The first known member of the elongata series. It differs from all other species in having the middle whorls devoid of axials. Spire angle 45 degrees. Aperture + canal 1.308 times height of spire. Adult whorls 8; protoconch missing. Periphery situated from below the middle to the lower third of whorl height, bluntly angled on the whorls hearing axials but narrowly rounded on those devoid of axials. First four post-nuclear whorls with fold-like axials, next three whorls including the penultimate without axials, body-whorl with eight blunt slightly vertically compressed prominent nodules. The shoulder is broadly but distinctly concave, and descends at an angle of 145 degrees to the axis of the shell. Surface sculpture fine of approximately evenly developed threads, 25-28 per centimeter. Three to five slightly stronger spirals traverse the peripheral nodules.

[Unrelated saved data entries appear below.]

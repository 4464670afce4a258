//! Display formatting for terminal output

pub mod transaction;

pub use transaction::{format_member_history, format_transaction_row};

/// Join display lines, or show `empty_message` when there are none
pub fn format_lines<S: AsRef<str>>(lines: &[S], empty_message: &str) -> String {
    if lines.is_empty() {
        return format!("{}\n", empty_message);
    }

    let mut output = String::new();
    for line in lines {
        output.push_str(line.as_ref());
        output.push('\n');
    }
    output
}
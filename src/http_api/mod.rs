use std::{net::SocketAddr, sync::Arc};

use axum::{
    Json, Router,
    extract::{
        Path, State,
        rejection::{JsonRejection, PathRejection},
    },
    http::StatusCode,
    response::{IntoResponse, Response},
    routing::{get, post},
};
use chrono::{DateTime, NaiveDate, Utc};
use serde::{Deserialize, Serialize};
use serde_json::json;
use tracing::{info, warn};

use crate::{
    Card, CardId, Dashboard, Learner, LearnerId, NewLearner, NewVocabulary, ReviewOutcome,
    ReviewQueue, ReviewSummary, SqliteVocabularyStore, StoreError, VocabularyEdit,
    VocabularyStore,
};

type Clock = Arc<dyn Fn() -> DateTime<Utc> + Send + Sync>;

#[derive(Clone)]
pub struct AppState {
    store: Arc<SqliteVocabularyStore>,
    clock: Clock,
}

impl AppState {
    pub fn new(store: SqliteVocabularyStore) -> Self {
        Self::with_shared(Arc::new(store))
    }

    pub fn with_shared(store: Arc<SqliteVocabularyStore>) -> Self {
        Self {
            store,
            clock: Arc::new(Utc::now),
        }
    }

    /// Replaces the wall clock, e.g. to pin "today" in tests.
    pub fn with_clock<F>(mut self, clock: F) -> Self
    where
        F: Fn() -> DateTime<Utc> + Send + Sync + 'static,
    {
        self.clock = Arc::new(clock);
        self
    }

    fn store(&self) -> &SqliteVocabularyStore {
        &self.store
    }

    fn now(&self) -> DateTime<Utc> {
        (self.clock)()
    }

    fn today(&self) -> NaiveDate {
        self.now().date_naive()
    }

    fn require_learner(&self, id: LearnerId) -> Result<Learner, ApiError> {
        self.store()
            .learner(id)?
            .ok_or_else(|| ApiError::not_found(format!("learner {id} not found")))
    }
}

#[derive(Debug, Serialize)]
struct ErrorBody<'a> {
    error: &'a str,
    message: String,
}

#[derive(Debug)]
enum ApiError {
    NotFound(String),
    Conflict(String),
    Invalid(String),
    Internal(String),
}

impl ApiError {
    fn not_found(message: impl Into<String>) -> Self {
        ApiError::NotFound(message.into())
    }

    fn invalid(message: impl Into<String>) -> Self {
        ApiError::Invalid(message.into())
    }
}

impl From<StoreError> for ApiError {
    fn from(value: StoreError) -> Self {
        match value {
            StoreError::NotFound(message) => ApiError::NotFound(message),
            StoreError::Conflict(message) => ApiError::Conflict(message),
            StoreError::InvalidData(message) => ApiError::Invalid(message),
            other => ApiError::Internal(other.to_string()),
        }
    }
}

impl From<JsonRejection> for ApiError {
    fn from(value: JsonRejection) -> Self {
        ApiError::Invalid(value.body_text())
    }
}

impl From<PathRejection> for ApiError {
    fn from(value: PathRejection) -> Self {
        ApiError::Invalid(value.body_text())
    }
}

impl IntoResponse for ApiError {
    fn into_response(self) -> Response {
        let (status, error, message) = match self {
            ApiError::NotFound(message) => (StatusCode::NOT_FOUND, "not_found", message),
            ApiError::Conflict(message) => (StatusCode::CONFLICT, "conflict", message),
            ApiError::Invalid(message) => (StatusCode::BAD_REQUEST, "invalid_request", message),
            ApiError::Internal(message) => {
                warn!(%message, "request failed");
                (StatusCode::INTERNAL_SERVER_ERROR, "internal_error", message)
            }
        };
        (status, Json(ErrorBody { error, message })).into_response()
    }
}

#[derive(Debug, Deserialize)]
struct ReviewPayload {
    #[serde(default)]
    word_id: Option<CardId>,
    #[serde(default)]
    result: Option<String>,
}

#[derive(Debug, Serialize, Deserialize)]
pub struct ReviewResponse {
    pub success: bool,
    pub new_level: u8,
    pub next_review_date: NaiveDate,
    pub message: String,
}

pub fn router(state: AppState) -> Router {
    Router::new()
        .route("/health", get(health))
        .route("/learners", post(register_learner))
        .route("/learners/:learner_id", get(get_learner))
        .route("/learners/:learner_id/dashboard", get(get_dashboard))
        .route(
            "/learners/:learner_id/vocabulary",
            get(list_vocabulary).post(add_vocabulary),
        )
        .route(
            "/learners/:learner_id/vocabulary/:card_id",
            get(get_vocabulary)
                .put(edit_vocabulary)
                .delete(delete_vocabulary),
        )
        .route(
            "/learners/:learner_id/review",
            get(next_review).post(check_word),
        )
        .with_state(state)
}

pub async fn serve(addr: SocketAddr, store: SqliteVocabularyStore) -> std::io::Result<()> {
    let state = AppState::new(store);
    let app = router(state);
    let listener = tokio::net::TcpListener::bind(addr).await?;
    info!(%addr, "vocab-srs HTTP API listening");
    axum::serve(listener, app).await
}

async fn health() -> impl IntoResponse {
    Json(json!({ "status": "ok" }))
}

async fn register_learner(
    State(state): State<AppState>,
    payload: Result<Json<NewLearner>, JsonRejection>,
) -> Result<(StatusCode, Json<Learner>), ApiError> {
    let Json(payload) = payload?;
    let learner = state.store().register_learner(payload, state.now())?;
    Ok((StatusCode::CREATED, Json(learner)))
}

async fn get_learner(
    State(state): State<AppState>,
    path: Result<Path<LearnerId>, PathRejection>,
) -> Result<Json<Learner>, ApiError> {
    let Path(learner_id) = path?;
    Ok(Json(state.require_learner(learner_id)?))
}

async fn get_dashboard(
    State(state): State<AppState>,
    path: Result<Path<LearnerId>, PathRejection>,
) -> Result<Json<Dashboard>, ApiError> {
    let Path(learner_id) = path?;
    let dashboard = state.store().dashboard(learner_id, state.today())?;
    Ok(Json(dashboard))
}

async fn list_vocabulary(
    State(state): State<AppState>,
    path: Result<Path<LearnerId>, PathRejection>,
) -> Result<Json<Vec<Card>>, ApiError> {
    let Path(learner_id) = path?;
    state.require_learner(learner_id)?;
    Ok(Json(state.store().cards(learner_id)?))
}

async fn add_vocabulary(
    State(state): State<AppState>,
    path: Result<Path<LearnerId>, PathRejection>,
    payload: Result<Json<NewVocabulary>, JsonRejection>,
) -> Result<(StatusCode, Json<Card>), ApiError> {
    let Path(learner_id) = path?;
    let Json(payload) = payload?;
    let card = state
        .store()
        .add_card(learner_id, payload, state.now())?;
    Ok((StatusCode::CREATED, Json(card)))
}

async fn get_vocabulary(
    State(state): State<AppState>,
    path: Result<Path<(LearnerId, CardId)>, PathRejection>,
) -> Result<Json<Card>, ApiError> {
    let Path((learner_id, card_id)) = path?;
    match state.store().card(learner_id, card_id)? {
        Some(card) => Ok(Json(card)),
        None => Err(ApiError::not_found(format!("card {card_id} not found"))),
    }
}

async fn edit_vocabulary(
    State(state): State<AppState>,
    path: Result<Path<(LearnerId, CardId)>, PathRejection>,
    payload: Result<Json<VocabularyEdit>, JsonRejection>,
) -> Result<Json<Card>, ApiError> {
    let Path((learner_id, card_id)) = path?;
    let Json(payload) = payload?;
    let card = state.store().edit_card(learner_id, card_id, payload)?;
    Ok(Json(card))
}

async fn delete_vocabulary(
    State(state): State<AppState>,
    path: Result<Path<(LearnerId, CardId)>, PathRejection>,
) -> Result<StatusCode, ApiError> {
    let Path((learner_id, card_id)) = path?;
    if !state.store().delete_card(learner_id, card_id)? {
        return Err(ApiError::not_found(format!("card {card_id} not found")));
    }
    Ok(StatusCode::NO_CONTENT)
}

async fn next_review(
    State(state): State<AppState>,
    path: Result<Path<LearnerId>, PathRejection>,
) -> Result<Json<ReviewQueue>, ApiError> {
    let Path(learner_id) = path?;
    state.require_learner(learner_id)?;
    let queue = state.store().review_queue(learner_id, state.today())?;
    Ok(Json(queue))
}

async fn check_word(
    State(state): State<AppState>,
    path: Result<Path<LearnerId>, PathRejection>,
    payload: Result<Json<ReviewPayload>, JsonRejection>,
) -> Result<Json<ReviewResponse>, ApiError> {
    let Path(learner_id) = path?;
    let Json(payload) = payload?;
    let (Some(word_id), Some(result)) = (payload.word_id, payload.result) else {
        return Err(ApiError::invalid("word_id and result are required"));
    };
    let outcome: ReviewOutcome = result
        .parse()
        .map_err(|err: crate::ParseOutcomeError| ApiError::invalid(err.to_string()))?;

    let card = state
        .store()
        .review_card(learner_id, word_id, outcome, state.now())
        .map_err(|err| match err {
            StoreError::NotFound(_) => ApiError::not_found(format!(
                "card {word_id} not found for learner {learner_id}"
            )),
            other => ApiError::from(other),
        })?;

    let summary = ReviewSummary::from(&card);
    Ok(Json(ReviewResponse {
        success: true,
        new_level: summary.new_level,
        next_review_date: summary.next_review_date,
        message: summary.message(),
    }))
}
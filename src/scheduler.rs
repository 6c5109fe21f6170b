//! Spaced-repetition scheduling.
//!
//! Each card sits on a mastery level. A correct answer moves it one level up
//! (capped at the highest level in the policy table) and a miss drops it back
//! to the lowest level. The next review date is always `today + interval`,
//! where the interval is looked up from the policy table for the new level.

use std::collections::BTreeMap;
use std::sync::LazyLock;

use chrono::{DateTime, Duration, Utc};

use crate::{Card, ReviewOutcome};

static STANDARD_POLICY: LazyLock<IntervalPolicy> = LazyLock::new(|| IntervalPolicy {
    intervals: BTreeMap::from([(1, 1), (2, 3), (3, 7), (4, 14)]),
});

/// Ordered mapping from mastery level to review interval in days.
#[derive(Debug, Clone, PartialEq, Eq)]
pub struct IntervalPolicy {
    intervals: BTreeMap<u8, u32>,
}

impl IntervalPolicy {
    /// The fixed 1 / 3 / 7 / 14 day table used by every store and endpoint.
    pub fn standard() -> &'static IntervalPolicy {
        &STANDARD_POLICY
    }

    /// Builds a policy from `(level, days)` pairs. Returns `None` for an empty table.
    pub fn from_pairs<I>(pairs: I) -> Option<Self>
    where
        I: IntoIterator<Item = (u8, u32)>,
    {
        let intervals: BTreeMap<u8, u32> = pairs.into_iter().collect();
        if intervals.is_empty() {
            return None;
        }
        Some(Self { intervals })
    }

    pub fn min_level(&self) -> u8 {
        self.intervals.keys().next().copied().unwrap_or(1)
    }

    pub fn max_level(&self) -> u8 {
        self.intervals.keys().next_back().copied().unwrap_or(1)
    }

    /// Interval in days for `level`.
    ///
    /// Never fails: a level past the table resolves to the highest defined
    /// level, a level below it to the lowest, and a gap to the closest
    /// defined level underneath.
    pub fn interval_for(&self, level: u8) -> u32 {
        self.intervals
            .range(..=level)
            .next_back()
            .or_else(|| self.intervals.iter().next())
            .map(|(_, days)| *days)
            .unwrap_or(1)
    }

    pub fn levels(&self) -> impl Iterator<Item = (u8, u32)> + '_ {
        self.intervals.iter().map(|(level, days)| (*level, *days))
    }

    /// Applies one review to `card` and returns the updated state.
    pub fn apply(&self, mut card: Card, outcome: ReviewOutcome, now: DateTime<Utc>) -> Card {
        match outcome {
            ReviewOutcome::Correct => {
                card.consecutive_correct_count = card.consecutive_correct_count.saturating_add(1);
                if card.level < self.max_level() {
                    card.level += 1;
                }
                card.current_interval_days = self.interval_for(card.level);
            }
            ReviewOutcome::Incorrect => {
                card.level = self.min_level();
                card.consecutive_correct_count = 0;
                card.current_interval_days = self.interval_for(card.level);
            }
        }

        card.next_review_date =
            now.date_naive() + Duration::days(i64::from(card.current_interval_days));
        card.last_reviewed_at = Some(now);
        card
    }
}

/// Records a review at `now` using the standard policy.
pub fn record_review(card: Card, outcome: ReviewOutcome, now: DateTime<Utc>) -> Card {
    IntervalPolicy::standard().apply(card, outcome, now)
}

pub fn record_review_now(card: Card, outcome: ReviewOutcome) -> Card {
    record_review(card, outcome, Utc::now())
}
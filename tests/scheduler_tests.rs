use chrono::{DateTime, Duration, NaiveDate, TimeZone, Utc};
use vocab_srs::{Card, IntervalPolicy, ReviewOutcome, record_review};

fn now() -> DateTime<Utc> {
    Utc.with_ymd_and_hms(2025, 6, 14, 18, 45, 0).unwrap()
}

fn today() -> NaiveDate {
    now().date_naive()
}

fn card_at_level(level: u8, streak: u32) -> Card {
    let mut card = Card::new(1, 1, "바다", "biển", Utc.with_ymd_and_hms(2025, 1, 1, 0, 0, 0).unwrap());
    card.level = level;
    card.consecutive_correct_count = streak;
    card.current_interval_days = IntervalPolicy::standard().interval_for(level);
    card
}

#[test]
fn correct_answer_moves_up_one_level() {
    let policy = IntervalPolicy::standard();
    for level in 1..=3u8 {
        let reviewed = record_review(card_at_level(level, 0), ReviewOutcome::Correct, now());
        assert_eq!(reviewed.level, level + 1);
        assert_eq!(reviewed.current_interval_days, policy.interval_for(level + 1));
    }
}

#[test]
fn correct_answer_at_top_level_stays_capped() {
    let reviewed = record_review(card_at_level(4, 5), ReviewOutcome::Correct, now());
    assert_eq!(reviewed.level, 4);
    assert_eq!(reviewed.consecutive_correct_count, 6);
    assert_eq!(reviewed.current_interval_days, 14);
}

#[test]
fn incorrect_answer_always_resets() {
    for level in 1..=4u8 {
        for streak in [0, 1, 3, 40] {
            let reviewed = record_review(card_at_level(level, streak), ReviewOutcome::Incorrect, now());
            assert_eq!(reviewed.level, 1);
            assert_eq!(reviewed.consecutive_correct_count, 0);
            assert_eq!(reviewed.current_interval_days, 1);
        }
    }
}

#[test]
fn next_review_is_today_plus_interval_for_both_outcomes() {
    for level in 1..=4u8 {
        for outcome in [ReviewOutcome::Correct, ReviewOutcome::Incorrect] {
            let reviewed = record_review(card_at_level(level, 0), outcome, now());
            assert_eq!(
                reviewed.next_review_date,
                today() + Duration::days(i64::from(reviewed.current_interval_days))
            );
            assert_eq!(reviewed.last_reviewed_at, Some(now()));
        }
    }
}

#[test]
fn repeated_misses_converge_to_the_same_state() {
    let once = record_review(card_at_level(3, 2), ReviewOutcome::Incorrect, now());
    let twice = record_review(once.clone(), ReviewOutcome::Incorrect, now());
    assert_eq!(
        (once.level, once.consecutive_correct_count, once.current_interval_days),
        (1, 0, 1)
    );
    assert_eq!(
        (twice.level, twice.consecutive_correct_count, twice.current_interval_days),
        (1, 0, 1)
    );
}

#[test]
fn run_of_correct_answers_reaches_top_in_three_steps() {
    let mut card = card_at_level(1, 0);
    let mut levels = Vec::new();
    for _ in 0..6 {
        card = record_review(card, ReviewOutcome::Correct, now());
        levels.push(card.level);
    }
    assert_eq!(levels, vec![2, 3, 4, 4, 4, 4]);
}

#[test]
fn three_correct_then_one_miss() {
    let mut card = card_at_level(1, 0);
    for _ in 0..3 {
        card = record_review(card, ReviewOutcome::Correct, now());
    }
    assert_eq!(card.level, 4);
    assert_eq!(card.consecutive_correct_count, 3);
    assert_eq!(card.current_interval_days, 14);

    let card = record_review(card, ReviewOutcome::Incorrect, now());
    assert_eq!(card.level, 1);
    assert_eq!(card.consecutive_correct_count, 0);
    assert_eq!(card.current_interval_days, 1);
    assert_eq!(card.next_review_date, NaiveDate::from_ymd_opt(2025, 6, 15).unwrap());
}

#[test]
fn malformed_level_resolves_through_fallback() {
    let mut card = card_at_level(1, 0);
    card.level = 9;
    let reviewed = record_review(card, ReviewOutcome::Correct, now());
    assert_eq!(reviewed.level, 9);
    assert_eq!(reviewed.current_interval_days, 14);

    let mut card = card_at_level(1, 0);
    card.level = 0;
    let reviewed = record_review(card, ReviewOutcome::Correct, now());
    assert_eq!(reviewed.level, 1);
    assert_eq!(reviewed.current_interval_days, 1);
}

#[test]
fn content_fields_are_untouched_by_review() {
    let mut card = card_at_level(2, 1);
    card.hanja = Some("海".into());
    card.notes = Some("sea".into());
    let reviewed = record_review(card.clone(), ReviewOutcome::Correct, now());
    assert_eq!(reviewed.id, card.id);
    assert_eq!(reviewed.owner, card.owner);
    assert_eq!(reviewed.word, card.word);
    assert_eq!(reviewed.hanja, card.hanja);
    assert_eq!(reviewed.notes, card.notes);
    assert_eq!(reviewed.added_at, card.added_at);
}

Aperture finely lirate within the
slightly thickened outer lip.

The holotype of the species has a height of 125 mm and a diameter of 56 mm.

==Taxonomy==

The species was first described by A.W.B. Powell in 1947, using the name Verconella hiatula. The genus Verconella was synonymised with Penion in 1954, leading to the species' current accepted name. The holotype was collected in January 1927 by A. W. B. Powell, from the South Taranaki Bight coast between the Kai Iwi Stream and Okehu Stream in the Whanganui District, New Zealand, and is held by the Auckland War Memorial Museum.

==Distribution==

This extinct marine species occurs in Pliocene (Opoitian stage) of New Zealand, dating to 5.33 million years before the present.